FOR IMMEDIATE RELEASE
Contact: Barbara McGehan
A large complex sunspot group has produced
one of the largest solar flares and associated radiation storms
seen in recent years. The solar flare occurred on the sun at
about 6:24 a.m. EDT on July 14, according to forecasters at NOAA's Space Environment Center
in Boulder, Colo. Solar flares are classified by their peak x-ray
intensity and this event was classified as an X-5.9, on a scale
of 20, which is considered to be a strong event.
The solar flare has already caused some effects on Earth including strong radio blackouts at the R-3 level on the sunlit side of the Earth. A solar radiation storm is also in progress (S-3 on the NOAA Space Weather Scales) which is categorized as strong.
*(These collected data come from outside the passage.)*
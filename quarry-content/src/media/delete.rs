//! DeleteMedia command

use serde::Deserialize;
use serde_json::Value;

use crate::context::ContentContext;
use crate::error::{ContentError, Result};
use crate::ops::{async_trait, Execute};
use crate::types::MediaId;

/// Delete a media record. Entities still referencing the id keep it; the
/// dangling reference simply stops resolving during enrichment.
#[derive(Debug, Deserialize)]
pub struct DeleteMedia {
    /// The media record to delete
    pub id: MediaId,
}

impl DeleteMedia {
    /// Create a new DeleteMedia command
    pub fn new(id: MediaId) -> Self {
        Self { id }
    }
}

#[async_trait]
impl Execute<ContentContext, ContentError> for DeleteMedia {
    async fn execute(&self, ctx: &ContentContext) -> Result<Value> {
        let media = ctx.read_media(&self.id).await?;
        ctx.delete_media_file(&self.id).await?;
        Ok(serde_json::to_value(&media)?)
    }
}
//! Field definitions for collection schemas.
//!
//! A collection schema is an ordered list of [`Field`]s. Each field declares
//! a [`FieldType`] that picks its runtime semantics: how raw values are cast,
//! when a value counts as empty, and what shape its `meta` configuration
//! takes.

use std::fmt;
use std::sync::LazyLock;

use regex::Regex;
use serde::{Deserialize, Serialize};
use serde_json::Value;

use crate::error::{FieldError, Result};
use crate::meta::FieldMeta;

static IDENTIFIER_RE: LazyLock<Regex> =
    LazyLock::new(|| Regex::new(r"^\w+$").expect("static pattern"));

/// Upper bound for field keys and labels.
const MAX_NAME_LEN: usize = 255;

/// Check whether a string is identifier-safe (letters, digits, underscore).
pub fn is_identifier(value: &str) -> bool {
    IDENTIFIER_RE.is_match(value)
}

/// The closed set of supported field types.
#[derive(Debug, Clone, Copy, PartialEq, Eq, Hash, Serialize, Deserialize)]
#[serde(rename_all = "lowercase")]
pub enum FieldType {
    Plain,
    Switch,
    Checklist,
    Select,
    Date,
    Editor,
    Media,
    Relation,
}

impl fmt::Display for FieldType {
    fn fmt(&self, f: &mut fmt::Formatter<'_>) -> fmt::Result {
        let name = match self {
            Self::Plain => "plain",
            Self::Switch => "switch",
            Self::Checklist => "checklist",
            Self::Select => "select",
            Self::Date => "date",
            Self::Editor => "editor",
            Self::Media => "media",
            Self::Relation => "relation",
        };
        f.write_str(name)
    }
}

/// A single typed attribute in a collection schema.
#[derive(Debug, Clone, PartialEq, Serialize, Deserialize)]
pub struct Field {
    /// Identifier-safe key, unique within one schema
    pub key: String,
    #[serde(rename = "type")]
    pub field_type: FieldType,
    pub label: String,
    #[serde(default)]
    pub required: bool,
    #[serde(default)]
    pub unique: bool,
    #[serde(default)]
    pub multilingual: bool,
    /// Default value surfaced to editing clients; not applied during
    /// normalization.
    #[serde(default)]
    pub default: Value,
    /// Raw type-specific configuration; decoded on demand via [`Field::meta`].
    #[serde(default)]
    pub meta: Value,
}

impl Field {
    /// Create a new field with the given key, type and label
    pub fn new(key: impl Into<String>, field_type: FieldType, label: impl Into<String>) -> Self {
        Self {
            key: key.into(),
            field_type,
            label: label.into(),
            required: false,
            unique: false,
            multilingual: false,
            default: Value::Null,
            meta: Value::Null,
        }
    }

    /// Mark the field as required
    pub fn required(mut self) -> Self {
        self.required = true;
        self
    }

    /// Mark the field value as unique within its collection
    pub fn unique(mut self) -> Self {
        self.unique = true;
        self
    }

    /// Mark the field as translated per locale
    pub fn multilingual(mut self) -> Self {
        self.multilingual = true;
        self
    }

    /// Set the raw meta payload
    pub fn with_meta(mut self, meta: Value) -> Self {
        self.meta = meta;
        self
    }

    /// Set the client-facing default value
    pub fn with_default(mut self, default: Value) -> Self {
        self.default = default;
        self
    }

    /// Decode this field's raw meta payload into its typed form.
    pub fn meta(&self) -> Result<FieldMeta> {
        FieldMeta::decode(self.field_type, &self.meta)
    }

    /// Validate the field definition: key format, label length, and meta
    /// shape. Content values are never validated here — casting is total.
    pub fn validate(&self) -> Result<()> {
        if self.key.is_empty() || self.key.len() > MAX_NAME_LEN || !is_identifier(&self.key) {
            return Err(FieldError::InvalidKey {
                key: self.key.clone(),
            });
        }
        if self.label.is_empty() || self.label.len() > MAX_NAME_LEN {
            return Err(FieldError::InvalidLabel {
                key: self.key.clone(),
            });
        }
        self.meta()?.validate()
    }
}

/// Ensure field keys are pairwise unique within one schema.
///
/// The first duplicate found produces the error — schema validation reports
/// exactly one message per offending construct, not one per field.
pub fn ensure_unique_keys(fields: &[Field]) -> Result<()> {
    let mut seen: Vec<&str> = Vec::with_capacity(fields.len());
    for field in fields {
        if seen.contains(&field.key.as_str()) {
            return Err(FieldError::DuplicateKey {
                key: field.key.clone(),
            });
        }
        seen.push(&field.key);
    }
    Ok(())
}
This is the largest solar radiation storm since October of 1989. Solar radiation storms can reach Earth very quickly and can cause effects such as low-level radiation for commercial jet crews flying at high latitudes and single event upsets for satellites.
In addition, there is a good chance of seeing the Aurora Borealis Saturday night through Sunday morning in the mid-latitudes and possibly lower. Cities such as Washington, D.C., Seattle, New York, and Denver (with the possibility of other cities located in the southern U.S.) may be able to observe this phenomena.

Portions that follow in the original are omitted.